The invention discloses the relieving and therapeutic effects of kaurene compounds in sepsis, systemic inflammatory response syndrome (SIRS) and multiple organ failure caused by sepsis. The invention discloses that the kaurene compounds can significantly reduce the mortality caused by sepsis; It can reduce the inflammatory response caused by sepsis, inhibit the proliferation of inflammatory cells caused by sepsis, and inhibit the increased level of cytokines in plasma. The invention discloses that the kaurene compounds have significant relieving and therapeutic effects on acute respiratory distress syndrome caused by sepsis, and lung injury, myocardial injury, heart failure, liver injury, kidney injury and spleen injury caused by sepsis. At the same time, it can also alleviate and treat remodeling and fibrosis of the above-mentioned organs after recovery from sepsis. The invention discloses the inhibition and regulation effects of the kaurene compounds on the activation and proliferation of macrophages when sepsis occurs.
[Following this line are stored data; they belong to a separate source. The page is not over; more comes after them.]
use super::record::{fields, LeadRecord};
use super::schema::LeadSchema;
use serde::{Deserialize, Serialize};
use std::collections::HashMap;

pub const UNKNOWN_BRANCH: &str = "Unknown";
pub const NOT_AVAILABLE: &str = "N/A";

/// The three canonical status values tracked by the dashboard
#[derive(Debug, Clone, Copy, PartialEq, Eq, Hash, Serialize, Deserialize)]
pub enum LeadStatus {
    Interested,
    FollowUpRequired,
    NotInterested,
}

impl LeadStatus {
    pub const ALL: [LeadStatus; 3] = [
        LeadStatus::Interested,
        LeadStatus::FollowUpRequired,
        LeadStatus::NotInterested,
    ];

    /// Exact string stored in the status column
    pub fn label(&self) -> &'static str {
        match self {
            LeadStatus::Interested => "Interested",
            LeadStatus::FollowUpRequired => "Follow-up Required",
            LeadStatus::NotInterested => "Not Interested",
        }
    }

    /// Pie slice colour
    pub fn color(&self) -> &'static str {
        match self {
            LeadStatus::Interested => "#34a853",
            LeadStatus::FollowUpRequired => "#fbbc05",
            LeadStatus::NotInterested => "#ea4335",
        }
    }

    pub fn from_label(label: &str) -> Option<Self> {
        Self::ALL.into_iter().find(|status| status.label() == label)
    }
}

/// KPI counters for a record set
#[derive(Debug, Clone, Copy, Default, PartialEq, Eq, Serialize, Deserialize)]
pub struct StatusCounts {
    pub total: usize,
    pub interested: usize,
    pub follow_up_required: usize,
    pub not_interested: usize,
}

impl StatusCounts {
    pub fn get(&self, status: LeadStatus) -> usize {
        match status {
            LeadStatus::Interested => self.interested,
            LeadStatus::FollowUpRequired => self.follow_up_required,
            LeadStatus::NotInterested => self.not_interested,
        }
    }

    /// Records carrying one of the three named statuses
    pub fn named_sum(&self) -> usize {
        self.interested + self.follow_up_required + self.not_interested
    }
}

/// Count records per canonical status.
///
/// Status values outside the three labels count toward `total` only.
pub fn status_counts(records: &[LeadRecord], schema: &LeadSchema) -> StatusCounts {
    let mut counts = StatusCounts {
        total: records.len(),
        ..Default::default()
    };

    for record in records {
        match LeadStatus::from_label(&schema.status_of(record)) {
            Some(LeadStatus::Interested) => counts.interested += 1,
            Some(LeadStatus::FollowUpRequired) => counts.follow_up_required += 1,
            Some(LeadStatus::NotInterested) => counts.not_interested += 1,
            None => {}
        }
    }

    counts
}

/// Records sharing one grouping key
#[derive(Debug, Clone, PartialEq)]
pub struct Group {
    pub key: String,
    /// Members in their original relative order
    pub records: Vec<LeadRecord>,
}

impl Group {
    pub fn count(&self) -> usize {
        self.records.len()
    }
}

/// Groups in first-occurrence order of their key
#[derive(Debug, Clone, Default, PartialEq)]
pub struct GroupSummary {
    groups: Vec<Group>,
}

impl GroupSummary {
    pub fn groups(&self) -> &[Group] {
        &self.groups
    }

    pub fn into_groups(self) -> Vec<Group> {
        self.groups
    }

    pub fn len(&self) -> usize {
        self.groups.len()
    }

    pub fn is_empty(&self) -> bool {
        self.groups.is_empty()
    }

    pub fn get(&self, key: &str) -> Option<&Group> {
        self.groups.iter().find(|group| group.key == key)
    }

    /// `(key, count)` pairs in summary order
    pub fn counts(&self) -> Vec<(String, usize)> {
        self.groups
            .iter()
            .map(|group| (group.key.clone(), group.count()))
            .collect()
    }
}

/// Single-pass grouping; keys keep the order in which they are first seen
pub fn group_by<F>(records: &[LeadRecord], key_fn: F) -> GroupSummary
where
    F: Fn(&LeadRecord) -> String,
{
    let mut index: HashMap<String, usize> = HashMap::new();
    let mut groups: Vec<Group> = Vec::new();

    for record in records {
        let key = key_fn(record);
        match index.get(&key) {
            Some(&pos) => groups[pos].records.push(record.clone()),
            None => {
                index.insert(key.clone(), groups.len());
                groups.push(Group {
                    key,
                    records: vec![record.clone()],
                });
            }
        }
    }

    GroupSummary { groups }
}

/// Group by a field's text, substituting `default` when it is absent
pub fn group_by_field(records: &[LeadRecord], field: &str, default: &str) -> GroupSummary {
    group_by(records, |record| {
        record.text(field).unwrap_or_else(|| default.to_string())
    })
}

/// Leads per branch for the bar chart, independent of status
pub fn branch_distribution(records: &[LeadRecord]) -> GroupSummary {
    group_by_field(records, fields::BRANCH, UNKNOWN_BRANCH)
}

#[cfg(test)]
mod tests {
    use super::*;
    use crate::dashboards::d400_lead_report::filter::{apply, Choice, FilterSelection};
    use crate::dashboards::d400_lead_report::record::test_support::records;
    use serde_json::json;

    #[test]
    fn test_counts_and_distribution_example() {
        let data = records(vec![
            json!({"branch": "A", "status": "Interested", "date": "2024-01-05"}),
            json!({"branch": "A", "status": "Interested", "date": "2024-02-05"}),
            json!({"branch": "B", "status": "Not Interested", "date": "2024-01-09"}),
        ]);
        let schema = LeadSchema::detect(&data);
        let view = apply(
            &data,
            &FilterSelection {
                month: Choice::Only(0),
                ..Default::default()
            },
        );

        let counts = status_counts(&view, &schema);
        assert_eq!(counts.total, 2);
        assert_eq!(counts.interested, 1);
        assert_eq!(counts.follow_up_required, 0);
        assert_eq!(counts.not_interested, 1);

        let branches = branch_distribution(&view);
        assert_eq!(
            branches.counts(),
            vec![("A".to_string(), 1), ("B".to_string(), 1)]
        );
    }

    #[test]
    fn test_empty_set() {
        let schema = LeadSchema::detect(&[]);
        assert_eq!(status_counts(&[], &schema), StatusCounts::default());
        assert!(branch_distribution(&[]).is_empty());
    }

    #[test]
    fn test_unmatched_status_only_counts_toward_total() {
        let data = records(vec![
            json!({"Status": " Interested"}),
            json!({"Status": "interested"}),
            json!({"Status": "Follow-up"}),
            json!({"Status": "Follow-up Required "}),
            json!({"branch": "X"}),
        ]);
        let counts = status_counts(&data, &LeadSchema::detect(&data));
        assert_eq!(counts.total, 5);
        assert_eq!(counts.interested, 1);
        assert_eq!(counts.follow_up_required, 1);
        assert_eq!(counts.not_interested, 0);
        assert!(counts.named_sum() <= counts.total);
    }

    #[test]
    fn test_group_by_keeps_first_seen_order() {
        let data = records(vec![
            json!({"branch": "South", "n": 1}),
            json!({"branch": "North", "n": 2}),
            json!({"n": 3}),
            json!({"branch": "South", "n": 4}),
            json!({"branch": "", "n": 5}),
        ]);
        let summary = branch_distribution(&data);
        assert_eq!(
            summary.counts(),
            vec![
                ("South".to_string(), 2),
                ("North".to_string(), 1),
                ("Unknown".to_string(), 2),
            ]
        );

        let south: Vec<_> = summary
            .get("South")
            .unwrap()
            .records
            .iter()
            .map(|r| r.text("n"))
            .collect();
        assert_eq!(south, vec![Some("1".to_string()), Some("4".to_string())]);
    }

    #[test]
    fn test_group_by_is_idempotent() {
        let data = records(vec![
            json!({"sector": "Retail"}),
            json!({"sector": "Pharma"}),
            json!({"sector": "Retail"}),
        ]);
        let first = group_by_field(&data, fields::SECTOR, NOT_AVAILABLE);
        let second = group_by_field(&data, fields::SECTOR, NOT_AVAILABLE);
        assert_eq!(first, second);

        let regrouped = group_by_field(
            &first.get("Retail").unwrap().records,
            fields::SECTOR,
            NOT_AVAILABLE,
        );
        assert_eq!(regrouped.counts(), vec![("Retail".to_string(), 2)]);
    }

    #[test]
    fn test_status_labels() {
        assert_eq!(
            LeadStatus::from_label("Follow-up Required"),
            Some(LeadStatus::FollowUpRequired)
        );
        assert_eq!(LeadStatus::from_label("Follow-up"), None);
        assert_eq!(LeadStatus::NotInterested.color(), "#ea4335");
    }
}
BACKGROUND OF THE INVENTION

Sepsis is a dysregulated host immune response to infection, and then results in multiple organ dysfunction (heart, liver, spleen, kidneys, and lungs). In clinical practice, sepsis could induce multiple organ dysfunction, including cardiovascular system (including microcirculatory system), respiratory system, renal system, nervous system, blood system and liver system. It has two vital stages during the pathology of sepsis: systemic inflammatory response and compensatory anti-inflammatory response. The balance between these two has an important role in the survival and prognosis of patients. The mortality of sepsis is up to 30%, and it is one of the main leading death in clinic.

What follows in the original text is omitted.